• [WHAT YOU WILL DO]
Copy every line from the records below that carries the word "struct".

Stored data entries

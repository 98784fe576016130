//! One-shot pipeline: texts in, index and diff set out.

use serde::Serialize;

use crate::diff::{diff, CompareError, DiffSet};
use crate::index::{CrossSourceIndex, SourceObjects};
use crate::normalize::NormalizeOptions;
use crate::parser::{parse, ParseWarning};

/// A parse warning attributed to its source.
#[derive(Debug, Clone, PartialEq, Eq, Serialize)]
pub struct SourceWarning {
    pub source: String,
    pub warning: ParseWarning,
}

/// Everything a presentation layer needs from one run.
#[derive(Debug, Clone, PartialEq)]
pub struct Comparison {
    pub index: CrossSourceIndex,
    pub diffs: DiffSet,
    pub warnings: Vec<SourceWarning>,
}

/// Parse every `(source id, text)` pair, index them in the given order and diff.
pub fn compare_texts<I, S, T>(
    inputs: I,
    opts: &NormalizeOptions,
) -> Result<Comparison, CompareError>
where
    I: IntoIterator<Item = (S, T)>,
    S: Into<String>,
    T: AsRef<str>,
{
    let mut sources = Vec::new();
    let mut warnings = Vec::new();
    for (id, text) in inputs {
        let id = id.into();
        let parsed = parse(text.as_ref(), opts);
        warnings.extend(parsed.warnings.into_iter().map(|warning| SourceWarning {
            source: id.clone(),
            warning,
        }));
        sources.push(SourceObjects::new(id, parsed.tenants));
    }

    let index = CrossSourceIndex::build(&sources);
    let diffs = diff(&index)?;
    Ok(Comparison {
        index,
        diffs,
        warnings,
    })
}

• [WRITTEN RESPONSE]
pub struct SourceWarning {
pub struct Comparison {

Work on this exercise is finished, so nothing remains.